From the first record to the last, write out each one exactly.

──────── Record set ────────

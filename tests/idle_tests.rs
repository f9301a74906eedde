// Host-side tests for idle detection and drift.
// The main crate is wasm-only, so we include the pure-Rust modules directly.

#![allow(dead_code)]
mod constants {
    include!("../src/core/constants.rs");
}
mod geometry {
    include!("../src/core/geometry.rs");
}
mod idle {
    include!("../src/core/idle.rs");
}

use constants::*;
use geometry::Rect;
use idle::*;

fn tracker() -> IdleTracker {
    IdleTracker::new(0.0, IDLE_THRESHOLD_MS, DRIFT_ANGLE_STEP)
}

#[test]
fn goes_idle_exactly_at_threshold() {
    let mut t = tracker();
    assert!(!t.is_due(2_999.0));
    assert!(!t.enter_idle(2_999.0));
    assert!(!t.is_idle());

    assert!(t.is_due(3_000.0));
    assert!(t.enter_idle(3_000.0));
    assert!(t.is_idle());
    // Only the transition reports true
    assert!(!t.enter_idle(3_100.0));
}

#[test]
fn movement_before_threshold_restarts_countdown() {
    let mut t = tracker();
    assert!(!t.record_activity(2_000.0));
    assert!(!t.enter_idle(3_000.0));
    assert!((t.remaining_ms(3_000.0) - 2_000.0).abs() < 1e-9);
    assert!(!t.is_due(4_999.0));
    assert!(t.enter_idle(5_000.0));
}

#[test]
fn movement_cancels_idle() {
    let mut t = tracker();
    assert!(t.enter_idle(3_000.0));
    assert!(t.record_activity(3_500.0));
    assert!(!t.is_idle());
    assert!(!t.is_due(6_499.0));
    assert!(t.is_due(6_500.0));
    assert_eq!(t.remaining_ms(10_000.0), 0.0);
}

#[test]
fn drift_position_at_rest_angle() {
    let frame = Rect::new(0.0, 0.0, 1000.0, 500.0);
    let p = drift_position(0.0, &frame);
    assert!((p.x - 500.0).abs() < 1e-9);
    // cos(0) = 1 -> 0.4 + 0.2
    assert!((p.y - 300.0).abs() < 1e-9);

    let offset = Rect::new(100.0, 50.0, 1000.0, 500.0);
    let q = drift_position(0.0, &offset);
    assert!((q.x - 600.0).abs() < 1e-9);
    assert!((q.y - 350.0).abs() < 1e-9);
}

#[test]
fn drift_only_while_idle() {
    let frame = Rect::new(0.0, 0.0, 1000.0, 500.0);
    let mut t = tracker();
    assert!(t.drift_step(&frame).is_none());
    assert_eq!(t.angle(), 0.0);

    t.enter_idle(3_000.0);
    let p = t.drift_step(&frame).unwrap();
    assert!((t.angle() - DRIFT_ANGLE_STEP).abs() < 1e-12);
    assert_eq!(p, drift_position(DRIFT_ANGLE_STEP, &frame));

    t.drift_step(&frame);
    assert!((t.angle() - 2.0 * DRIFT_ANGLE_STEP).abs() < 1e-12);
}

#[test]
fn drift_angle_persists_across_idle_periods() {
    let frame = Rect::new(0.0, 0.0, 1000.0, 500.0);
    let mut t = tracker();
    t.enter_idle(3_000.0);
    for _ in 0..10 {
        t.drift_step(&frame);
    }
    let angle = t.angle();
    t.record_activity(4_000.0);
    assert!(t.drift_step(&frame).is_none());
    assert_eq!(t.angle(), angle);

    t.enter_idle(7_000.0);
    t.drift_step(&frame);
    assert!(t.angle() > angle);
}

#[test]
fn drift_stays_near_the_container() {
    let frame = Rect::new(0.0, 0.0, 1000.0, 500.0);
    let mut t = tracker();
    t.enter_idle(3_000.0);
    for _ in 0..5_000 {
        let p = t.drift_step(&frame).unwrap();
        // Horizontal swing overshoots by 15% each side; vertical stays inside
        assert!(p.x >= -150.0 - 1e-9 && p.x <= 1150.0 + 1e-9);
        assert!(p.y >= 100.0 - 1e-9 && p.y <= 300.0 + 1e-9);
    }
}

────────

• Task result
filename tests/idle_tests.rs
repository f9301a74906eedde
// Host-side tests for idle detection and drift.
// The main crate is wasm-only, so we include the pure-Rust modules directly.

#![allow(dead_code)]
mod constants {
    include!("../src/core/constants.rs");
}
mod geometry {
    include!("../src/core/geometry.rs");
}
mod idle {
    include!("../src/core/idle.rs");
}

use constants::*;
use geometry::Rect;
use idle::*;

fn tracker() -> IdleTracker {
    IdleTracker::new(0.0, IDLE_THRESHOLD_MS, DRIFT_ANGLE_STEP)
}

#[test]
fn goes_idle_exactly_at_threshold() {
    let mut t = tracker();
    assert!(!t.is_due(2_999.0));
    assert!(!t.enter_idle(2_999.0));
    assert!(!t.is_idle());

    assert!(t.is_due(3_000.0));
    assert!(t.enter_idle(3_000.0));
    assert!(t.is_idle());
    // Only the transition reports true
    assert!(!t.enter_idle(3_100.0));
}

#[test]
fn movement_before_threshold_restarts_countdown() {
    let mut t = tracker();
    assert!(!t.record_activity(2_000.0));
    assert!(!t.enter_idle(3_000.0));
    assert!((t.remaining_ms(3_000.0) - 2_000.0).abs() < 1e-9);
    assert!(!t.is_due(4_999.0));
    assert!(t.enter_idle(5_000.0));
}

#[test]
fn movement_cancels_idle() {
    let mut t = tracker();
    assert!(t.enter_idle(3_000.0));
    assert!(t.record_activity(3_500.0));
    assert!(!t.is_idle());
    assert!(!t.is_due(6_499.0));
    assert!(t.is_due(6_500.0));
    assert_eq!(t.remaining_ms(10_000.0), 0.0);
}

#[test]
fn drift_position_at_rest_angle() {
    let frame = Rect::new(0.0, 0.0, 1000.0, 500.0);
    let p = drift_position(0.0, &frame);
    assert!((p.x - 500.0).abs() < 1e-9);
    // cos(0) = 1 -> 0.4 + 0.2
    assert!((p.y - 300.0).abs() < 1e-9);

    let offset = Rect::new(100.0, 50.0, 1000.0, 500.0);
    let q = drift_position(0.0, &offset);
    assert!((q.x - 600.0).abs() < 1e-9);
    assert!((q.y - 350.0).abs() < 1e-9);
}

#[test]
fn drift_only_while_idle() {
    let frame = Rect::new(0.0, 0.0, 1000.0, 500.0);
    let mut t = tracker();
    assert!(t.drift_step(&frame).is_none());
    assert_eq!(t.angle(), 0.0);

    t.enter_idle(3_000.0);
    let p = t.drift_step(&frame).unwrap();
    assert!((t.angle() - DRIFT_ANGLE_STEP).abs() < 1e-12);
    assert_eq!(p, drift_position(DRIFT_ANGLE_STEP, &frame));

    t.drift_step(&frame);
    assert!((t.angle() - 2.0 * DRIFT_ANGLE_STEP).abs() < 1e-12);
}

#[test]
fn drift_angle_persists_across_idle_periods() {
    let frame = Rect::new(0.0, 0.0, 1000.0, 500.0);
    let mut t = tracker();
    t.enter_idle(3_000.0);
    for _ in 0..10 {
        t.drift_step(&frame);
    }
    let angle = t.angle();
    t.record_activity(4_000.0);
    assert!(t.drift_step(&frame).is_none());
    assert_eq!(t.angle(), angle);

    t.enter_idle(7_000.0);
    t.drift_step(&frame);
    assert!(t.angle() > angle);
}

#[test]
fn drift_stays_near_the_container() {
    let frame = Rect::new(0.0, 0.0, 1000.0, 500.0);
    let mut t = tracker();
    t.enter_idle(3_000.0);
    for _ in 0..5_000 {
        let p = t.drift_step(&frame).unwrap();
        // Horizontal swing overshoots by 15% each side; vertical stays inside
        assert!(p.x >= -150.0 - 1e-9 && p.x <= 1150.0 + 1e-9);
        assert!(p.y >= 100.0 - 1e-9 && p.y <= 300.0 + 1e-9);
    }
}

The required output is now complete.